Predicting the stock market is a task proved to be challenging due to the complex nature of the stock market. Indeed, its strong dependence on various factors such as unpredictable political events, the launch of new products or the general mood of the society based on the opinions and emotions of the general public  on one hand. And on the other hand, due to the complexity of the dynamic fluctuation of the stock market which can be modeled from the numerical/textual data.
This modeling makes it possible to provide quantitative and qualitative information on the movement of stock market prices: quarterly and annual financial reports, press or web articles. As a result, stock market prediction has improved as the number of such dynamic factors exploited in stock market analysis is large .
With the huge emergence of social media, the abundance of information about the opinions and feelings of the general public has become a very interesting key that can be incorporated to analyze the behavior of the public towards a certain product and then towards its investment. In addition, exploiting the social mood provided by social media can also improve the accuracy of stock market forecasting models, since it is one of the most important factors influencing the price of its action .
Recently, social media has received a lot of attention from companies in order to study its possible exploitation in the process of predicting the movement of stock prices. Social media in general and social networking in particular allow people to share their innermost thoughts or express their most innocent feelings/opinions about real world events .
Twitter, for example, is the richest body of data available for free and quickly updated, providing businesses with real-time alerts on daily stock price movements. Also, concise insights into future consumer buying behavior.
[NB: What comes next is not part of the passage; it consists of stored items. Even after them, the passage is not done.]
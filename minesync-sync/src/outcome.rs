//! Request options and the outcomes reported back to callers.

use crate::error::SyncError;
use crate::resolver::Resolution;
use minesync_types::{GameStateDocument, SaveReason};
use std::time::Duration;

/// Options attached to a save request.
#[derive(Debug, Clone, Copy, Default, PartialEq, Eq)]
pub struct SaveOptions {
    pub reason: SaveReason,
    /// Skip the interval gate and flag the remote request as critical.
    pub critical: bool,
    /// Skip the interval gate only.
    pub force: bool,
}

impl SaveOptions {
    pub fn manual() -> Self {
        Self {
            reason: SaveReason::Manual,
            ..Self::default()
        }
    }

    pub fn auto() -> Self {
        Self::default()
    }

    pub fn forced() -> Self {
        Self {
            reason: SaveReason::Manual,
            force: true,
            ..Self::default()
        }
    }

    pub fn critical() -> Self {
        Self {
            reason: SaveReason::Critical,
            critical: true,
            ..Self::default()
        }
    }

    /// True if this request may run regardless of the interval gate.
    pub fn bypasses_interval(&self) -> bool {
        self.force || self.critical || self.reason.bypasses_interval()
    }
}

/// Coarse failure class, for choosing what to tell the user.
#[derive(Debug, Clone, Copy, PartialEq, Eq)]
pub enum FailureCategory {
    Storage,
    Network,
    Throttling,
    Validation,
}

/// What happened to a save request.
#[derive(Debug, Clone, PartialEq)]
pub enum SaveOutcome {
    /// The remote acknowledged the save.
    Saved { version: u64, batched: bool },
    /// A save was already in flight; this state rides on the follow-up.
    Coalesced,
    /// Inside the interval gate; a timer will send it later.
    Deferred { retry_in: Duration },
    /// The server asked us to slow down; re-queued after `retry_in`.
    Throttled { retry_in: Duration, notify: bool },
    /// Unload path: backup written and the send handed off unobserved.
    Dispatched { version: u64 },
    /// The remote acknowledged a save older than one already acknowledged.
    Superseded { version: u64 },
    /// Retries exhausted, a non-retryable error, or a document rejected by
    /// integrity checks before any I/O (`SyncError::Validation`).
    Failed {
        error: SyncError,
        attempts: u32,
        locally_persisted: bool,
        notify: bool,
    },
}

impl SaveOutcome {
    /// Saved, coalesced and superseded requests count as success. A deferral
    /// does not: the caller fired too early and the timer owns the save now.
    #[must_use]
    pub fn is_success(&self) -> bool {
        matches!(
            self,
            SaveOutcome::Saved { .. }
                | SaveOutcome::Coalesced
                | SaveOutcome::Dispatched { .. }
                | SaveOutcome::Superseded { .. }
        )
    }

    pub fn category(&self) -> Option<FailureCategory> {
        match self {
            SaveOutcome::Throttled { .. } => Some(FailureCategory::Throttling),
            SaveOutcome::Failed { error, .. } => Some(match error {
                SyncError::Validation(_) => FailureCategory::Validation,
                SyncError::QuotaExceeded | SyncError::Storage(_) | SyncError::Aborted(_) => {
                    FailureCategory::Storage
                }
                SyncError::TooManyRequests | SyncError::SaveInProgress => {
                    FailureCategory::Throttling
                }
                SyncError::Network(_) | SyncError::Timeout | SyncError::ConflictUnresolvable => {
                    FailureCategory::Network
                }
            }),
            _ => None,
        }
    }

    /// Whether the failure is worth surfacing to the player.
    pub fn should_notify(&self) -> bool {
        match self {
            SaveOutcome::Throttled { notify, .. } | SaveOutcome::Failed { notify, .. } => *notify,
            _ => false,
        }
    }
}

/// Where a loaded document came from.
#[derive(Debug, Clone, Copy, PartialEq, Eq)]
pub enum LoadSource {
    Memory,
    Local,
    Backup,
    Remote,
    Default,
}

/// A loaded document with provenance.
#[derive(Debug, Clone, PartialEq)]
pub struct LoadOutcome {
    pub document: GameStateDocument,
    pub source: LoadSource,
    /// Present when local and remote candidates were reconciled.
    pub resolution: Option<Resolution>,
    /// `ConflictUnresolvable` when stored state existed but none of it was
    /// usable and the default document was returned instead.
    pub error: Option<SyncError>,
}
//! Wall-clock timestamps in milliseconds since the Unix epoch.
//!
//! `lastModified` on a document and the suffix of every backup key use this
//! representation. Ordering is plain integer ordering; there is no logical
//! component because a single writer owns each document.

use chrono::{DateTime, SecondsFormat, Utc};
use serde::{Deserialize, Serialize};
use std::fmt;
use std::time::{Duration, SystemTime, UNIX_EPOCH};

/// Milliseconds since the Unix epoch.
#[derive(
    Debug, Clone, Copy, Default, PartialEq, Eq, Hash, PartialOrd, Ord, Serialize, Deserialize,
)]
#[serde(transparent)]
pub struct EpochMillis(u64);

impl EpochMillis {
    /// The current wall-clock time.
    ///
    /// A clock set before the epoch yields zero.
    #[must_use]
    pub fn now() -> Self {
        let ms = SystemTime::now()
            .duration_since(UNIX_EPOCH)
            .map(|d| d.as_millis() as u64)
            .unwrap_or(0);
        Self(ms)
    }

    /// Creates a timestamp from a raw millisecond count.
    #[must_use]
    pub const fn new(ms: u64) -> Self {
        Self(ms)
    }

    /// Returns the raw millisecond count.
    #[must_use]
    pub const fn as_millis(&self) -> u64 {
        self.0
    }

    /// Signed distance `self - other` in milliseconds.
    #[must_use]
    pub fn delta_millis(&self, other: &Self) -> i64 {
        (self.0 as i128 - other.0 as i128).clamp(i64::MIN as i128, i64::MAX as i128) as i64
    }

    /// Returns this timestamp shifted forward.
    #[must_use]
    pub fn saturating_add(&self, d: Duration) -> Self {
        Self(self.0.saturating_add(d.as_millis() as u64))
    }

    /// Returns this timestamp shifted backward.
    #[must_use]
    pub fn saturating_sub(&self, d: Duration) -> Self {
        Self(self.0.saturating_sub(d.as_millis() as u64))
    }

    /// Formats as an RFC 3339 string with millisecond precision (`lastSaved`).
    #[must_use]
    pub fn to_rfc3339(&self) -> String {
        DateTime::<Utc>::from_timestamp_millis(self.0 as i64)
            .unwrap_or_default()
            .to_rfc3339_opts(SecondsFormat::Millis, true)
    }

    /// Parses an RFC 3339 string back into epoch milliseconds.
    #[must_use]
    pub fn parse_rfc3339(s: &str) -> Option<Self> {
        DateTime::parse_from_rfc3339(s)
            .ok()
            .and_then(|dt| u64::try_from(dt.timestamp_millis()).ok())
            .map(Self)
    }
}

impl fmt::Display for EpochMillis {
    fn fmt(&self, f: &mut fmt::Formatter<'_>) -> fmt::Result {
        write!(f, "{}", self.0)
    }
}

impl From<u64> for EpochMillis {
    fn from(ms: u64) -> Self {
        Self(ms)
    }
}
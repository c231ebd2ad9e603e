//! Timestamped backup snapshots with two-tier eviction.
//!
//! Normal operation keeps the newest `max_backup_copies` snapshots per user
//! and never deletes a user's most recent one. When the synchronous tier
//! crosses the emergency threshold, every user is cut down to a single
//! backup and transient cache keys are flushed. Eviction is a stateless
//! scan-and-delete over key names, so running it twice (or from two tabs)
//! is harmless.

use crate::clock::Clock;
use crate::config::StoreConfig;
use crate::error::{StorageError, StorageResult};
use crate::tier::SyncTier;
use minesync_types::{keys, EpochMillis, GameStateDocument, SaveReason, UserId};
use serde::{Deserialize, Serialize};
use serde_json::Value;
use std::collections::BTreeMap;
use std::sync::{Arc, Mutex, PoisonError};
use tracing::{debug, info, warn};

/// One stored snapshot.
#[derive(Debug, Clone, PartialEq, Serialize, Deserialize)]
#[serde(rename_all = "camelCase")]
pub struct BackupRecord {
    pub key: String,
    pub user_id: UserId,
    /// When the snapshot was taken.
    pub timestamp: EpochMillis,
    pub version: u64,
    /// `lastModified` of the snapshotted document.
    #[serde(default)]
    pub last_modified: EpochMillis,
    pub payload: Value,
    #[serde(default)]
    pub is_minimal: bool,
}

impl BackupRecord {
    fn capture(key: String, doc: &GameStateDocument, timestamp: EpochMillis) -> Self {
        Self {
            key,
            user_id: doc.user_id.clone(),
            timestamp,
            version: doc.version,
            last_modified: doc.last_modified,
            payload: doc.payload.clone(),
            is_minimal: doc.is_minimal,
        }
    }

    /// Rebuilds the document this record was taken from.
    #[must_use]
    pub fn into_document(self) -> GameStateDocument {
        let last_modified = if self.last_modified.as_millis() > 0 {
            self.last_modified
        } else {
            self.timestamp
        };
        GameStateDocument {
            user_id: self.user_id,
            version: self.version,
            last_modified,
            last_saved: Some(self.timestamp.to_rfc3339()),
            payload: self.payload,
            save_reason: SaveReason::Auto,
            is_minimal: self.is_minimal,
        }
    }
}

/// Bookkeeping stored at `backup_<userId>_meta`.
#[derive(Debug, Clone, PartialEq, Serialize, Deserialize)]
#[serde(rename_all = "camelCase")]
pub struct BackupMeta {
    pub latest_key: String,
    pub count: usize,
    pub last_backup: EpochMillis,
    pub version: u64,
}

/// What an emergency eviction pass removed.
#[derive(Debug, Clone, Default, PartialEq)]
pub struct EvictionReport {
    pub removed_keys: Vec<String>,
    pub usage_before: f64,
    pub usage_after: f64,
}

impl EvictionReport {
    #[must_use]
    pub fn removed(&self) -> usize {
        self.removed_keys.len()
    }
}

/// Writes snapshots and enforces retention.
pub struct BackupRotator {
    tier: Arc<dyn SyncTier>,
    clock: Arc<dyn Clock>,
    config: StoreConfig,
    /// Last stamp handed out, so two snapshots in one millisecond get
    /// distinct keys.
    last_stamp: Mutex<u64>,
}

impl BackupRotator {
    pub fn new(tier: Arc<dyn SyncTier>, clock: Arc<dyn Clock>, config: StoreConfig) -> Self {
        Self {
            tier,
            clock,
            config,
            last_stamp: Mutex::new(0),
        }
    }

    /// Returns the retention configured for normal operation.
    pub fn max_keep(&self) -> usize {
        self.config.max_backup_copies.max(1)
    }

    fn next_stamp(&self) -> EpochMillis {
        let mut last = self.last_stamp.lock().unwrap_or_else(PoisonError::into_inner);
        let now = self.clock.now().as_millis().max(*last + 1);
        *last = now;
        EpochMillis::new(now)
    }

    /// Writes a timestamped snapshot of `doc` and rotates old ones out.
    ///
    /// On quota exhaustion an emergency eviction runs and the write is retried;
    /// if the full record still does not fit a minimal record is written
    /// instead. Returns the key of the stored snapshot.
    pub fn snapshot(&self, user: &UserId, doc: &GameStateDocument) -> StorageResult<String> {
        let ts = self.next_stamp();
        let key = keys::backup(user, ts);
        self.write_with_fallback(&key, doc, ts)?;

        self.prune(user, self.max_keep())?;
        self.write_meta(user, &key, ts, doc.version);

        if self.usage_ratio() > self.config.emergency_threshold {
            self.emergency_evict();
        }
        debug!("Snapshot {} (version {})", key, doc.version);
        Ok(key)
    }

    /// Writes the unload-time record `backup_<userId>_latest`.
    pub fn snapshot_latest(&self, user: &UserId, doc: &GameStateDocument) -> StorageResult<String> {
        let ts = self.next_stamp();
        let key = keys::backup_latest(user);
        self.write_with_fallback(&key, doc, ts)?;
        Ok(key)
    }

    fn write_with_fallback(
        &self,
        key: &str,
        doc: &GameStateDocument,
        ts: EpochMillis,
    ) -> StorageResult<()> {
        let record = BackupRecord::capture(key.to_string(), doc, ts);
        match self.write_record(&record) {
            Err(e) if e.is_quota() => {
                warn!("Backup {} hit quota, running emergency eviction", key);
                self.emergency_evict();
            }
            other => return other,
        }
        match self.write_record(&record) {
            Err(e) if e.is_quota() && !doc.is_minimal => {
                warn!("Backup {} still over quota, writing minimal record", key);
                let minimal = BackupRecord::capture(key.to_string(), &doc.minimal(), ts);
                self.write_record(&minimal)
            }
            other => other,
        }
    }

    fn write_record(&self, record: &BackupRecord) -> StorageResult<()> {
        let json = serde_json::to_string(record)?;
        self.tier.set(&record.key, &json)
    }

    fn write_meta(&self, user: &UserId, latest_key: &str, ts: EpochMillis, version: u64) {
        let meta = BackupMeta {
            latest_key: latest_key.to_string(),
            count: self.timestamped_keys(user).map_or(0, |k| k.len()),
            last_backup: ts,
            version,
        };
        let result = serde_json::to_string(&meta)
            .map_err(StorageError::from)
            .and_then(|json| self.tier.set(&keys::backup_meta(user), &json));
        if let Err(e) = result {
            warn!("Failed to write backup meta for {}: {}", user, e);
        }
    }

    /// Reads the rotation bookkeeping record for `user`.
    pub fn meta(&self, user: &UserId) -> Option<BackupMeta> {
        let raw = self.tier.get(&keys::backup_meta(user)).ok()??;
        serde_json::from_str(&raw).ok()
    }

    /// Timestamped backup keys for `user`, oldest first.
    fn timestamped_keys(&self, user: &UserId) -> StorageResult<Vec<(EpochMillis, String)>> {
        let prefix = keys::backup_prefix(user);
        let mut found: Vec<(EpochMillis, String)> = self
            .tier
            .keys()?
            .into_iter()
            .filter(|k| k.starts_with(&prefix))
            .filter_map(|k| match keys::parse_backup(&k) {
                Some((owner, ts)) if &owner == user => Some((ts, k)),
                _ => None,
            })
            .collect();
        found.sort();
        Ok(found)
    }

    /// Deletes all but the newest `max_keep` timestamped backups of `user`.
    ///
    /// `max_keep` is raised to 1: the most recent backup is never pruned.
    /// Returns the number of records removed.
    pub fn prune(&self, user: &UserId, max_keep: usize) -> StorageResult<usize> {
        let found = self.timestamped_keys(user)?;
        let keep = max_keep.max(1);
        let excess = found.len().saturating_sub(keep);
        for (_, key) in &found[..excess] {
            self.tier.remove(key)?;
            debug!("Pruned backup {}", key);
        }
        Ok(excess)
    }

    /// Number of timestamped backups currently held for `user`.
    pub fn count(&self, user: &UserId) -> usize {
        self.timestamped_keys(user).map_or(0, |k| k.len())
    }

    /// Returns the newest backup of `user`, considering both timestamped
    /// snapshots and the unload record. Unreadable records are skipped.
    pub fn latest(&self, user: &UserId) -> Option<BackupRecord> {
        let mut candidates: Vec<String> = self
            .timestamped_keys(user)
            .unwrap_or_default()
            .into_iter()
            .rev()
            .map(|(_, k)| k)
            .collect();
        candidates.push(keys::backup_latest(user));

        candidates
            .iter()
            .filter_map(|key| self.read_record(key))
            .filter(|record| &record.user_id == user)
            .max_by_key(|record| record.timestamp)
    }

    fn read_record(&self, key: &str) -> Option<BackupRecord> {
        let raw = match self.tier.get(key) {
            Ok(Some(raw)) => raw,
            Ok(None) => return None,
            Err(e) => {
                warn!("Failed to read backup {}: {}", key, e);
                return None;
            }
        };
        match serde_json::from_str(&raw) {
            Ok(record) => Some(record),
            Err(e) => {
                warn!("Skipping corrupted backup {}: {}", key, e);
                None
            }
        }
    }

    /// Fraction of the synchronous tier's quota in use.
    pub fn usage_ratio(&self) -> f64 {
        self.tier.usage().ratio()
    }

    /// Runs [`Self::emergency_evict`] if usage is above the threshold.
    pub fn evict_if_needed(&self) -> Option<EvictionReport> {
        if self.usage_ratio() > self.config.emergency_threshold {
            Some(self.emergency_evict())
        } else {
            None
        }
    }

    /// Reduces every user to a single backup and deletes transient keys.
    ///
    /// For each user the newest record among the timestamped snapshots and
    /// the unload record survives.
    pub fn emergency_evict(&self) -> EvictionReport {
        let usage_before = self.usage_ratio();
        let mut report = EvictionReport {
            usage_before,
            ..Default::default()
        };

        let all_keys = match self.tier.keys() {
            Ok(keys) => keys,
            Err(e) => {
                warn!("Emergency eviction could not list keys: {}", e);
                report.usage_after = usage_before;
                return report;
            }
        };

        let mut per_user: BTreeMap<UserId, Vec<(EpochMillis, String)>> = BTreeMap::new();
        for key in &all_keys {
            if let Some((owner, ts)) = keys::parse_backup(key) {
                per_user.entry(owner).or_default().push((ts, key.clone()));
            } else if let Some(owner) = keys::backup_owner(key) {
                // `_meta` records are bookkeeping and never count as a backup.
                if key.ends_with(keys::LATEST_SUFFIX) {
                    if let Some(record) = self.read_record(key) {
                        per_user
                            .entry(owner)
                            .or_default()
                            .push((record.timestamp, key.clone()));
                    }
                }
            } else if self.is_transient(key) {
                self.remove_logged(key, &mut report);
            }
        }

        for records in per_user.values_mut() {
            records.sort();
            let excess = records.len().saturating_sub(1);
            for (_, key) in &records[..excess] {
                self.remove_logged(key, &mut report);
            }
        }

        report.usage_after = self.usage_ratio();
        info!(
            "Emergency eviction removed {} keys, usage {:.1}% -> {:.1}%",
            report.removed(),
            report.usage_before * 100.0,
            report.usage_after * 100.0
        );
        report
    }

    fn is_transient(&self, key: &str) -> bool {
        if key.starts_with(keys::GAME_STATE_PREFIX) || key.starts_with(keys::BACKUP_PREFIX) {
            return false;
        }
        self.config
            .transient_patterns
            .iter()
            .any(|p| key.contains(p.as_str()))
    }

    fn remove_logged(&self, key: &str, report: &mut EvictionReport) {
        match self.tier.remove(key) {
            Ok(()) => report.removed_keys.push(key.to_string()),
            Err(e) => warn!("Failed to evict {}: {}", key, e),
        }
    }
}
All in all, the exploitation of textual data extracted from social media in addition to numerical data is proved to be very useful in increasing the accuracy and quality of stock market forecasts.
One of the main areas of innovation today is the real-time monitoring of public sentiment and opinions on market trends: by the analysis of opinions from social media. Due to its extreme importance, the application of this axis in finance has been the goal of several machine learning projects . Indeed, the application of text mining models and the analysis of opinions on social networks offers an excellent way to predict future fluctuations in the stock market through the public speculations.
Recently, many research and development projects have addressed the problem of being able to correlate the activity of this data with fluctuations in stock prices. And highlighted the usefulness of social networks as a real-time source of data that must be processed and interpreted in order to predict stock market fluctuations.
Are you interested in conducting research and development projects within this field? You may be eligible for government funding including tax credits, and government grants. Speak to our experts for free to learn more!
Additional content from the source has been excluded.